All lines below containing "record" are to be listed.

┌──

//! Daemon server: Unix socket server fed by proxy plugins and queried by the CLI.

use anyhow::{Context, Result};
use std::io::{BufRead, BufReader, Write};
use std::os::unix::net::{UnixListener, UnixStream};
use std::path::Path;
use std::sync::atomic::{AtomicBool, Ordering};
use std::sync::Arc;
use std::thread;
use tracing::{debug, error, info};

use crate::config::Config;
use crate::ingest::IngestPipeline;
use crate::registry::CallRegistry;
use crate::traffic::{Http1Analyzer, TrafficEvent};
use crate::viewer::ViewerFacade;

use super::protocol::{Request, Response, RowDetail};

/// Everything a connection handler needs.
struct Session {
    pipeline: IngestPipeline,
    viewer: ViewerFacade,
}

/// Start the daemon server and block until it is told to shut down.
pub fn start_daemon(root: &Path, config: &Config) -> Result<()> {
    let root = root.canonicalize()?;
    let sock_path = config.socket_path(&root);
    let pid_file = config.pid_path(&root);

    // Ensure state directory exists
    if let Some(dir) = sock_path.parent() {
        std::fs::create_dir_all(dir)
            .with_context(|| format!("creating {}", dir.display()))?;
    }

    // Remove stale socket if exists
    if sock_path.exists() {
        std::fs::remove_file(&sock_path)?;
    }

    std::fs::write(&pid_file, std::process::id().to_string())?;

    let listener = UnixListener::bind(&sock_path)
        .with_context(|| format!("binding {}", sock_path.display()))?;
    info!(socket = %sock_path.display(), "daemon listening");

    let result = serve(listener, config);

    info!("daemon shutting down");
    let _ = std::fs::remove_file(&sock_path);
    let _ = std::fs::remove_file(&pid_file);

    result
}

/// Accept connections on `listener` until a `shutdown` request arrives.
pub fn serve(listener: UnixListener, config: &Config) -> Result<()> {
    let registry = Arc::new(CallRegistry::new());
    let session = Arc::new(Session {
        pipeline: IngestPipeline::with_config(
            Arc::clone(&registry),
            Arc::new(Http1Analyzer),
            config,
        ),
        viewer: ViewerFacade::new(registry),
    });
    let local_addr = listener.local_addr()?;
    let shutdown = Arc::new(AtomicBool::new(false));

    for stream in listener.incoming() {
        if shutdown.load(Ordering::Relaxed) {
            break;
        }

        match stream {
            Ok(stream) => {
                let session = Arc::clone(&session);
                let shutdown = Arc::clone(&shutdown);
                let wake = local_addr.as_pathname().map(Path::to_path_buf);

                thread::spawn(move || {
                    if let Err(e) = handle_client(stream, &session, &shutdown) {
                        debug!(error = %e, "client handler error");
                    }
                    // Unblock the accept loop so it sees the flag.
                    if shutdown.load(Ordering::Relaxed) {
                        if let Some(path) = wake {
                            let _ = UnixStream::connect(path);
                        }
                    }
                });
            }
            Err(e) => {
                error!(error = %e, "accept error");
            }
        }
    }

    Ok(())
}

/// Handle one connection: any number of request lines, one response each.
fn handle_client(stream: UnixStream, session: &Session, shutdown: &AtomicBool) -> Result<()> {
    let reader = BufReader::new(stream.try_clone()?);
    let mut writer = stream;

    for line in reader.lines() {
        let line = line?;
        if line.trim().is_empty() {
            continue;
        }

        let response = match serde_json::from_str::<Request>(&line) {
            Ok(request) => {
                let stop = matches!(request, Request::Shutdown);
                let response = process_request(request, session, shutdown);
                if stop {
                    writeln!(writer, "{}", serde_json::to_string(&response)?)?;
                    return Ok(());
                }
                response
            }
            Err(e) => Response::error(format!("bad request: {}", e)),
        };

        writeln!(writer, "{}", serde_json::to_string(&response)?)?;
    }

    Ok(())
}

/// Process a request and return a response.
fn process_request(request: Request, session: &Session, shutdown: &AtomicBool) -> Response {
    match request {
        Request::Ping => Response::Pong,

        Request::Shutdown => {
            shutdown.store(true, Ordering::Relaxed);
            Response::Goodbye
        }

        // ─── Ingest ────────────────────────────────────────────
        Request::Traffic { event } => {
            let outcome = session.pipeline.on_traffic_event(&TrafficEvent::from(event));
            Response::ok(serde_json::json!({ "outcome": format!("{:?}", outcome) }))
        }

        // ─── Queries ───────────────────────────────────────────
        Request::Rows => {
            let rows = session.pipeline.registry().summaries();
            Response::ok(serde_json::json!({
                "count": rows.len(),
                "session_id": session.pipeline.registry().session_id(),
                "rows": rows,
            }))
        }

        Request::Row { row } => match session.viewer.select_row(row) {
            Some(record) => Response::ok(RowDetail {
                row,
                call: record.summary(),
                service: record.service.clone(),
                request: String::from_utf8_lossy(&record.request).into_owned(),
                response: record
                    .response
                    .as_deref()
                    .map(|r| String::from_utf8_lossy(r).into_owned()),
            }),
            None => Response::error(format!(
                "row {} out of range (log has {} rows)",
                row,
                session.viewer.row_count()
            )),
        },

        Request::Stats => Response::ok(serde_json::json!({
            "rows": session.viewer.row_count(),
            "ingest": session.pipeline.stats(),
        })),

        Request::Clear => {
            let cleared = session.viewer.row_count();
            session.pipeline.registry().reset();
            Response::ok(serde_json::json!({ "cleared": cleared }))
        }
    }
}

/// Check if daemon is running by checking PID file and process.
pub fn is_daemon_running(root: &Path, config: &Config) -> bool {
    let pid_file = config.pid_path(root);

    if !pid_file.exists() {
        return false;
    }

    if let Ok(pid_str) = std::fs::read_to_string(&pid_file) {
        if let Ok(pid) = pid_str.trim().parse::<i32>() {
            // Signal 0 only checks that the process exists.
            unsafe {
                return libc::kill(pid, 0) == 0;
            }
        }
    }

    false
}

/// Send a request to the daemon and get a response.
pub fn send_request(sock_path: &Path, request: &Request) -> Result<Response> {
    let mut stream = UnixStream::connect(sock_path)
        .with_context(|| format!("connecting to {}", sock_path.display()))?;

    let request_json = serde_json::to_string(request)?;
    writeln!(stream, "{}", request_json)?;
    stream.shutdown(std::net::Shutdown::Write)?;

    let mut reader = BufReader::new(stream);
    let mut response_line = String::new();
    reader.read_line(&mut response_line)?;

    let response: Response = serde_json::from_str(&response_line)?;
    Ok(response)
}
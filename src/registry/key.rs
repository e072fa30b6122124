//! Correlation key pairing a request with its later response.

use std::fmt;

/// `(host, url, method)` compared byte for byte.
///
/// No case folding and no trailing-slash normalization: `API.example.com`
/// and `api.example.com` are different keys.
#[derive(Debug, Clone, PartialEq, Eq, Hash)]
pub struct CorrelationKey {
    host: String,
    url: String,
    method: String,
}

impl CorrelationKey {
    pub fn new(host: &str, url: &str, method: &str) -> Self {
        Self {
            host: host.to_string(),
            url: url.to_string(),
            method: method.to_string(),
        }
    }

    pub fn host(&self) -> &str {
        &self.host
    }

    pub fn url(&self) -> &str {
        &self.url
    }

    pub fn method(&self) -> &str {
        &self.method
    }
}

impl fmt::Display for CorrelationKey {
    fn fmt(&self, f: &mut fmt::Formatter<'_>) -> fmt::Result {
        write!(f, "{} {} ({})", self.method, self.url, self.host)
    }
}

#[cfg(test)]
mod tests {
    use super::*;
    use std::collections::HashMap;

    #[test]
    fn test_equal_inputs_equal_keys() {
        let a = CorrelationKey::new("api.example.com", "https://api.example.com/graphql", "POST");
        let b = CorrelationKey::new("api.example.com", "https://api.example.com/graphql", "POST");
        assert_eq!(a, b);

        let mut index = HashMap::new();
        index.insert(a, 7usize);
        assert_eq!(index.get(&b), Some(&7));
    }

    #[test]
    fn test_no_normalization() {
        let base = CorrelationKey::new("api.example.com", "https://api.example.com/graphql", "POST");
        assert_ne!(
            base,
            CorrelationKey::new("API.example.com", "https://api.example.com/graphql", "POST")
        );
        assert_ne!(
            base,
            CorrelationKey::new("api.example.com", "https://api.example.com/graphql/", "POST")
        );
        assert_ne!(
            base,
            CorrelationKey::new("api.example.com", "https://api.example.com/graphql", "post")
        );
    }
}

└──

EXERCISE RESULT -
            Some(record) => Response::ok(RowDetail {
                call: record.summary(),
                service: record.service.clone(),
                request: String::from_utf8_lossy(&record.request).into_owned(),
                response: record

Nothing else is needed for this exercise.